- Born: June 21, 1921 Brentsville, Virginia
- Died: December 22, 1999 (aged 78) Fort Belvoir
- Buried: Arlington National Cemetery
- Allegiance: United States of America
- Branch: United States Army
- Service years: 1938–1978
- Rank: Lieutenant General
- Conflicts: World War II Korean War Vietnam War
- Awards: Distinguished Service Medal Silver Star Legion of Merit Bronze Star

= Howard H. Cooksey =

United States Army general

Howard Harrison Cooksey (1921–1999) was a United States Army Lieutenant General who served as deputy commander of the 23rd Infantry Division during the Vietnam War.

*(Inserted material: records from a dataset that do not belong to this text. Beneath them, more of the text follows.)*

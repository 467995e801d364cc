//! The seam to the foreign toolkit.

use raw_window_handle::RawWindowHandle;
use thiserror::Error;

use horizon_graft_core::{GraftError, ToolkitSize};

use super::input::ToolkitInput;

/// The foreign toolkit's root widget, as seen by the bridge.
///
/// Implement this for the toolkit's top-level widget. The bridge only calls
/// these methods from the UI thread and never while another call on the same
/// surface is in progress.
///
/// # Example
///
/// ```ignore
/// struct GtkRoot { widget: gtk::Widget }
///
/// impl ToolkitSurface for GtkRoot {
///     fn realize(&mut self) -> Result<RawWindowHandle, RealizeError> {
///         self.widget.realize();
///         native_handle_of(&self.widget).ok_or_else(|| RealizeError::new("no native window"))
///     }
///     fn preferred_size(&self) -> ToolkitSize { /* ... */ }
///     fn resize(&mut self, size: ToolkitSize) { self.widget.size_allocate(/* ... */) }
///     fn destroy(&mut self) { unsafe { self.widget.destroy() } }
/// }
/// ```
pub trait ToolkitSurface {
    /// Allocate the native drawable and return its handle.
    ///
    /// Called at most once per successful realization.
    fn realize(&mut self) -> Result<RawWindowHandle, RealizeError>;

    /// The size the widget tree would like, before any host constraints.
    fn preferred_size(&self) -> ToolkitSize;

    /// Re-lay-out the widget tree to exactly fill `size`.
    ///
    /// Runs inside the host's resize callback and must not block.
    fn resize(&mut self, size: ToolkitSize);

    /// Receive a forwarded input event.
    fn handle_input(&mut self, _event: &ToolkitInput) {}

    /// The host window was shown or hidden.
    fn visibility_changed(&mut self, _visible: bool) {}

    /// Release the native drawable and the widget tree.
    fn destroy(&mut self);
}

/// The toolkit could not realize its drawable.
#[derive(Debug, Clone, PartialEq, Eq, Error)]
#[error("{message}")]
pub struct RealizeError {
    message: String,
}

impl RealizeError {
    /// Create a realization error with a message.
    pub fn new(message: impl Into<String>) -> Self {
        Self {
            message: message.into(),
        }
    }

    /// The error message.
    pub fn message(&self) -> &str {
        &self.message
    }
}

impl From<RealizeError> for GraftError {
    fn from(err: RealizeError) -> Self {
        GraftError::RealizationFailure(err.message)
    }
}
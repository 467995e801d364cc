//! The seam to the host platform's window system.
//!
//! A [`HostPlatform`] creates top-level windows; a [`HostWindow`] is one such
//! window as seen by [`NativeWindow`](super::NativeWindow). The bridge only
//! talks to the host through these traits, so the same graft logic drives
//! the in-memory [`HeadlessHost`](crate::backend::HeadlessHost) in tests and
//! the winit backend in applications.

use std::fmt;

use raw_window_handle::RawWindowHandle;
use winit::window::WindowId;

use horizon_graft_core::{GraftError, HostSize};

use super::window_config::WindowConfig;

// ============================================================================
// Error Type
// ============================================================================

/// Error type for host platform operations.
#[derive(Debug, Clone, PartialEq, Eq)]
pub struct HostError {
    kind: HostErrorKind,
    message: String,
}

#[derive(Debug, Clone, Copy, PartialEq, Eq)]
enum HostErrorKind {
    /// The host refused to allocate a window or view.
    Allocation,
    /// The operation is not supported for this window or drawable kind.
    Unsupported,
    /// Failed to access a native handle.
    HandleAccess,
    /// A platform call failed.
    Platform,
}

impl HostError {
    /// The host refused to allocate a resource.
    pub fn allocation(message: impl Into<String>) -> Self {
        Self::with_kind(HostErrorKind::Allocation, message)
    }

    /// The operation is not supported here.
    pub fn unsupported(message: impl Into<String>) -> Self {
        Self::with_kind(HostErrorKind::Unsupported, message)
    }

    /// A native handle could not be obtained.
    pub fn handle_access(message: impl Into<String>) -> Self {
        Self::with_kind(HostErrorKind::HandleAccess, message)
    }

    /// A platform call failed.
    pub fn platform(message: impl Into<String>) -> Self {
        Self::with_kind(HostErrorKind::Platform, message)
    }

    fn with_kind(kind: HostErrorKind, message: impl Into<String>) -> Self {
        Self {
            kind,
            message: message.into(),
        }
    }

    /// Returns true if this error indicates the operation is not supported.
    pub fn is_unsupported(&self) -> bool {
        self.kind == HostErrorKind::Unsupported
    }

    /// The error message without the kind prefix.
    pub fn message(&self) -> &str {
        &self.message
    }
}

impl fmt::Display for HostError {
    fn fmt(&self, f: &mut fmt::Formatter<'_>) -> fmt::Result {
        match self.kind {
            HostErrorKind::Allocation => write!(f, "allocation refused: {}", self.message),
            HostErrorKind::Unsupported => write!(f, "unsupported: {}", self.message),
            HostErrorKind::HandleAccess => {
                write!(f, "failed to access native handle: {}", self.message)
            }
            HostErrorKind::Platform => write!(f, "platform error: {}", self.message),
        }
    }
}

impl std::error::Error for HostError {}

impl From<HostError> for GraftError {
    fn from(err: HostError) -> Self {
        GraftError::AllocationFailure(err.to_string())
    }
}

// ============================================================================
// Host Traits
// ============================================================================

/// A window system that can create top-level windows.
pub trait HostPlatform {
    /// Allocate a top-level window with standard chrome.
    ///
    /// The window must be created hidden, with a content area of exactly
    /// `config.size()` host units. On failure nothing may be left allocated.
    fn create_window(&mut self, config: &WindowConfig) -> Result<Box<dyn HostWindow>, HostError>;
}

/// One host top-level window.
///
/// Sizes are in host units. For winit that is physical pixels; the scale
/// factor reported by [`scale_factor`](Self::scale_factor) is the number of
/// host units per logical point.
pub trait HostWindow {
    /// Current size of the content area, excluding decorations.
    fn content_size(&self) -> HostSize;

    /// Current display scale factor.
    fn scale_factor(&self) -> f64;

    /// Change the title bar text.
    fn set_title(&mut self, title: &str);

    /// Make the window visible.
    fn show(&mut self);

    /// Close the window and release the native object.
    fn close(&mut self);

    /// Ask the host for a new content size.
    ///
    /// Returns the applied size if the host resized synchronously, or `None`
    /// if the result will arrive later as a resize notification.
    fn request_content_size(&mut self, size: HostSize) -> Option<HostSize>;

    /// Make `drawable` the window's sole content, sized to `size`.
    ///
    /// Any previous content is replaced in the same step, so no frame is
    /// presented without content. On error the previous content must be
    /// left attached.
    fn replace_content(&mut self, drawable: RawWindowHandle, size: HostSize) -> Result<(), HostError>;

    /// Resize the attached content to `size`.
    fn layout_content(&mut self, size: HostSize);

    /// Remove the current content, if any.
    fn detach_content(&mut self);

    /// The native handle of the window itself, if it has one.
    fn window_handle(&self) -> Option<RawWindowHandle>;

    /// The winit id, for hosts backed by winit.
    fn winit_id(&self) -> Option<WindowId> {
        None
    }
}

#[cfg(test)]
mod tests {
    use super::*;

    #[test]
    fn test_host_error_display() {
        assert_eq!(
            HostError::unsupported("wayland").to_string(),
            "unsupported: wayland"
        );
        assert_eq!(
            HostError::allocation("out of handles").to_string(),
            "allocation refused: out of handles"
        );
        assert!(HostError::unsupported("x").is_unsupported());
        assert!(!HostError::platform("x").is_unsupported());
    }

    #[test]
    fn test_host_error_maps_to_allocation_failure() {
        let err: GraftError = HostError::platform("SetParent failed").into();
        assert_eq!(
            err,
            GraftError::AllocationFailure("platform error: SetParent failed".to_string())
        );
    }
}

==Early life and education==
Cooksey was born in Brentsville, Virginia and grew up in Manassas. He attended Virginia Tech, graduating in 1943.

==Military service==
===World War II===
He served with the 158th Regimental Combat Team.

===Korean War===
He served in the 7th Infantry Division.

===Post Korean War===
In 1961, he served with 2nd Battle Group, 6th Infantry Regiment, part of the Berlin Brigade.

In 1964, he obtained a master's degree in Foreign Affairs from George Washington University.

In 1968, he was the commanding officer of Fort Dix before receiving orders to locate to South Vietnam in June 1968.

===Vietnam War===
He served as deputy commander of the 23rd Infantry Division from 12 June 1968 to 1 May 1969.

In June 1972, Cooksey took over MG Frederick Kroesen's role as senior U.S. military adviser in I Corps and assumed responsibility for supporting the South Vietnamese forces in undoing the North Vietnamese gains in the Easter Offensive.

===Post Vietnam===
He served as deputy chief of staff for research, development and acquisition until his retirement from the Army in 1978.

==Later life==
After his retirement he established a military consulting firm in Alexandria, Virginia. He worked as a consultant for Ford Aerospace when they were competing for the award of the Division Air Defense gun system. The contract was awarded to Ford on 7 May 1981. It was later suggested that Ford had acted improperly in engaging consultants such as Cooksey who had only recently retired from key equipment decision-making roles in the Army and an investigation was launched by Undersecretary of the Army, James R. Ambrose, a former Ford Aerospace executive.

He died of heart disease on 22 December 1999 at Fort Belvoir and was buried at Arlington National Cemetery.